### What the task asks
The entries below are to be duplicated exactly, with nothing left out.

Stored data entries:
· · · ·

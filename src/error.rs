use thiserror::Error;

/// Errors surfaced by the pattern library.
#[derive(Error, Debug, Clone, PartialEq, Eq)]
pub enum PatternError {
    /// The flyweight cache was asked for a variant it has no implementation for.
    #[error(
        "unsupported variant {0} (expected 0..={})",
        crate::flyweight::Variant::MAX_INDEX
    )]
    UnsupportedVariant(u8),

    /// A demo setting could not be parsed.
    #[error("invalid value {value:?} for setting {key}")]
    InvalidSetting { key: &'static str, value: String },
}
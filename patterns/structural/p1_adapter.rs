//! Structural Pattern 1: Adapter
//! Example: a furnace with its own API exposed through the heater interface
//!
//! Run with: cargo run --bin p1_adapter

/// Interface the client expects.
trait Heater {
    fn turn_on(&self) -> Vec<String>;
    fn temperature_hot(&self) -> Vec<String>;
    fn temperature_very_hot(&self) -> Vec<String>;
    fn turn_off(&self) -> Vec<String>;
}

/// Existing component with an incompatible API.
struct Furnace;

impl Furnace {
    fn open(&self) -> String {
        "specific request Open".to_string()
    }

    fn close(&self) -> String {
        "specific request Close".to_string()
    }

    fn thermostat(&self, temperature: i32) -> String {
        format!("specific request set temperature = {}", temperature)
    }

    fn power_on(&self) -> String {
        "specific request Turn On".to_string()
    }

    fn power_off(&self) -> String {
        "specific request Turn Off".to_string()
    }
}

struct FurnaceAsRadiator {
    furnace: Furnace,
}

impl FurnaceAsRadiator {
    fn new(furnace: Furnace) -> Self {
        FurnaceAsRadiator { furnace }
    }
}

impl Heater for FurnaceAsRadiator {
    fn turn_on(&self) -> Vec<String> {
        vec![self.furnace.open(), self.furnace.power_on()]
    }

    fn temperature_hot(&self) -> Vec<String> {
        vec![self.furnace.thermostat(5)]
    }

    fn temperature_very_hot(&self) -> Vec<String> {
        vec![self.furnace.thermostat(10)]
    }

    fn turn_off(&self) -> Vec<String> {
        vec![self.furnace.close(), self.furnace.power_off()]
    }
}

fn main() {
    let heater: Box<dyn Heater> = Box::new(FurnaceAsRadiator::new(Furnace));

    let session = [
        heater.turn_on(),
        heater.temperature_hot(),
        heater.temperature_very_hot(),
        heater.turn_off(),
    ];
    for line in session.iter().flatten() {
        println!("{}", line);
    }
}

· · · ·

### Exercise output
filename src/error.rs
use thiserror::Error;

/// Errors surfaced by the pattern library.
#[derive(Error, Debug, Clone, PartialEq, Eq)]
pub enum PatternError {
    /// The flyweight cache was asked for a variant it has no implementation for.
    #[error(
        "unsupported variant {0} (expected 0..={})",
        crate::flyweight::Variant::MAX_INDEX
    )]
    UnsupportedVariant(u8),

    /// A demo setting could not be parsed.
    #[error("invalid value {value:?} for setting {key}")]
    InvalidSetting { key: &'static str, value: String },
}
filename patterns/structural/p1_adapter.rs
//! Structural Pattern 1: Adapter
//! Example: a furnace with its own API exposed through the heater interface
//!
//! Run with: cargo run --bin p1_adapter

/// Interface the client expects.
trait Heater {
    fn turn_on(&self) -> Vec<String>;
    fn temperature_hot(&self) -> Vec<String>;
    fn temperature_very_hot(&self) -> Vec<String>;
    fn turn_off(&self) -> Vec<String>;
}

/// Existing component with an incompatible API.
struct Furnace;

impl Furnace {
    fn open(&self) -> String {
        "specific request Open".to_string()
    }

    fn close(&self) -> String {
        "specific request Close".to_string()
    }

    fn thermostat(&self, temperature: i32) -> String {
        format!("specific request set temperature = {}", temperature)
    }

    fn power_on(&self) -> String {
        "specific request Turn On".to_string()
    }

    fn power_off(&self) -> String {
        "specific request Turn Off".to_string()
    }
}

struct FurnaceAsRadiator {
    furnace: Furnace,
}

impl FurnaceAsRadiator {
    fn new(furnace: Furnace) -> Self {
        FurnaceAsRadiator { furnace }
    }
}

impl Heater for FurnaceAsRadiator {
    fn turn_on(&self) -> Vec<String> {
        vec![self.furnace.open(), self.furnace.power_on()]
    }

    fn temperature_hot(&self) -> Vec<String> {
        vec![self.furnace.thermostat(5)]
    }

    fn temperature_very_hot(&self) -> Vec<String> {
        vec![self.furnace.thermostat(10)]
    }

    fn turn_off(&self) -> Vec<String> {
        vec![self.furnace.close(), self.furnace.power_off()]
    }
}

fn main() {
    let heater: Box<dyn Heater> = Box::new(FurnaceAsRadiator::new(Furnace));

    let session = [
        heater.turn_on(),
        heater.temperature_hot(),
        heater.temperature_very_hot(),
        heater.turn_off(),
    ];
    for line in session.iter().flatten() {
        println!("{}", line);
    }
}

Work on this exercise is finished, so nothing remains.